BlackRock, Grayscale, and Bitwise Amend Spot Ether ETF Proposals Amid Regulatory Hurdles
On Wednesday, BlackRock, Grayscale, and Bitwise submitted amended 9b-4 forms to the U.S. Securities and Exchange Commission (SEC) for their proposed spot ether exchange-traded funds (ETFs). The updated filings removed provisions for staking ether, addressing a significant regulatory roadblock.
According to BlackRock’s amended filing, “Neither the Trust, nor the Sponsor, nor the Ether Custodian […] nor any other person associated with the Trust will, directly or indirectly, engage in action where any portion of the Trust’s ETH becomes subject to the Ethereum proof-of-stake validation or is used to earn additional ETH or generate income or other earnings.”

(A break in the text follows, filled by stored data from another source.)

// SPDX-License-Identifier: MPL-2.0
// This Source Code Form is subject to the terms of the Mozilla Public
// License, v. 2.0. If a copy of the MPL was not distributed with this
// file, You can obtain one at https://mozilla.org/MPL/2.0/.

//! Color types for light control.
//!
//! Values are carried as the bridge reports them. Nothing here clamps or
//! rejects out-of-range numbers: the bridge decides what a light accepts.

use std::fmt;
use std::str::FromStr;

use serde::{Deserialize, Serialize};

use crate::error::ValueError;

/// A color as CIE xy coordinates.
///
/// Both coordinates are nominally between 0 and 1. The same xy value looks
/// the same on every lamp whose gamut contains it; otherwise the lamp picks
/// the closest color it can produce.
///
/// On the wire this is a two-element array, `[x, y]`.
///
/// # Examples
///
/// ```
/// use hue_lights::types::XyColor;
///
/// let warm = XyColor::new(0.409, 0.5179);
/// assert_eq!(serde_json::to_string(&warm).unwrap(), "[0.409,0.5179]");
/// ```
#[derive(Debug, Clone, Copy, PartialEq, Serialize, Deserialize)]
#[serde(from = "[f64; 2]", into = "[f64; 2]")]
pub struct XyColor {
    /// x coordinate.
    pub x: f64,
    /// y coordinate.
    pub y: f64,
}

impl XyColor {
    /// D65 white point.
    pub const WHITE: Self = Self {
        x: 0.3127,
        y: 0.3290,
    };

    /// Creates a new coordinate pair.
    #[must_use]
    pub const fn new(x: f64, y: f64) -> Self {
        Self { x, y }
    }
}

impl From<[f64; 2]> for XyColor {
    fn from([x, y]: [f64; 2]) -> Self {
        Self { x, y }
    }
}

impl From<XyColor> for [f64; 2] {
    fn from(xy: XyColor) -> Self {
        [xy.x, xy.y]
    }
}

impl From<(f64, f64)> for XyColor {
    fn from((x, y): (f64, f64)) -> Self {
        Self { x, y }
    }
}

impl fmt::Display for XyColor {
    fn fmt(&self, f: &mut fmt::Formatter<'_>) -> fmt::Result {
        write!(f, "[{}, {}]", self.x, self.y)
    }
}

/// The color mode a light is currently rendering with.
///
/// Reported by the bridge; which of `hue`/`sat`, `xy` or `ct` was the last
/// one set decides the mode.
#[derive(Debug, Clone, Copy, PartialEq, Eq, Hash, Serialize, Deserialize)]
#[serde(rename_all = "lowercase")]
pub enum ColorMode {
    /// Hue and saturation.
    Hs,
    /// CIE xy coordinates.
    Xy,
    /// Color temperature.
    Ct,
}

impl ColorMode {
    /// Returns the bridge string representation.
    #[must_use]
    pub const fn as_str(&self) -> &'static str {
        match self {
            Self::Hs => "hs",
            Self::Xy => "xy",
            Self::Ct => "ct",
        }
    }
}

impl fmt::Display for ColorMode {
    fn fmt(&self, f: &mut fmt::Formatter<'_>) -> fmt::Result {
        f.write_str(self.as_str())
    }
}

impl FromStr for ColorMode {
    type Err = ValueError;

    fn from_str(s: &str) -> Result<Self, Self::Err> {
        match s.to_ascii_lowercase().as_str() {
            "hs" => Ok(Self::Hs),
            "xy" => Ok(Self::Xy),
            "ct" => Ok(Self::Ct),
            _ => Err(ValueError::InvalidColorMode(s.to_string())),
        }
    }
}

#[cfg(test)]
mod tests {
    use super::*;

    #[test]
    fn xy_serializes_as_array() {
        let xy = XyColor::new(0.5, 0.25);
        assert_eq!(serde_json::to_value(xy).unwrap(), serde_json::json!([0.5, 0.25]));
    }

    #[test]
    fn xy_deserializes_from_array() {
        let xy: XyColor = serde_json::from_str("[0.4091, 0.518]").unwrap();
        assert!((xy.x - 0.4091).abs() < f64::EPSILON);
        assert!((xy.y - 0.518).abs() < f64::EPSILON);
    }

    #[test]
    fn xy_rejects_wrong_arity() {
        assert!(serde_json::from_str::<XyColor>("[0.4]").is_err());
    }

    #[test]
    fn xy_out_of_range_is_kept() {
        let xy = XyColor::from((1.5, -0.2));
        assert!((xy.x - 1.5).abs() < f64::EPSILON);
    }

    #[test]
    fn color_mode_from_str() {
        assert_eq!("xy".parse::<ColorMode>().unwrap(), ColorMode::Xy);
        assert_eq!("CT".parse::<ColorMode>().unwrap(), ColorMode::Ct);
        assert!("rgb".parse::<ColorMode>().is_err());
    }

    #[test]
    fn color_mode_serde() {
        let mode: ColorMode = serde_json::from_str("\"hs\"").unwrap();
        assert_eq!(mode, ColorMode::Hs);
        assert_eq!(mode.to_string(), "hs");
    }
}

Also read: Fidelity Reportedly Amends Ether ETF S-1 Filing, Removes ETH Staking
Staking involves locking specific cryptocurrencies for a period to support blockchain operations, offering rewards typically seen as passive income among crypto traders. As of Thursday, annualized yields on ether staking were nearly 3%, based on data from staking service Lido.
All ether ETF hopefuls have filed their amended proposals ahead of an anticipated SEC decision on Thursday. Fidelity, which had earlier dropped its staking plans, filed its amended S-1 forms this week. Following suit, VanEck, Franklin Templeton, Invesco Galaxy, and ARK 21Shares also removed staking from their proposals. Hashdex remains the only issuer yet to amend its Ethereum ETF.
Also read: SEC Chair Gensler Silent on Ether ETF Decision, Urges Observers to “Stay Tuned”
In a positive development, the Depository Trust and Clearing Corporation (DTCC) listed VanEck’s Ether ETF under the ticker symbol ETHV on its site. This move has been interpreted as a favorable sign by market participants.
Earlier this week, Bloomberg analysts Eric Balchunas and James Seyffart increased their approval odds for ether ETFs from 25% to 75%, sparking a market-wide rally. Ether surged over 17%, while bitcoin reclaimed the $71,000 mark for the first time since early April.
Market analysts view the SEC’s recent actions as a notable shift in tone. In an interview with Unchained, Seyffart remarked that the issue had become “political,” with decisions likely influenced by higher authorities, potentially including President Biden.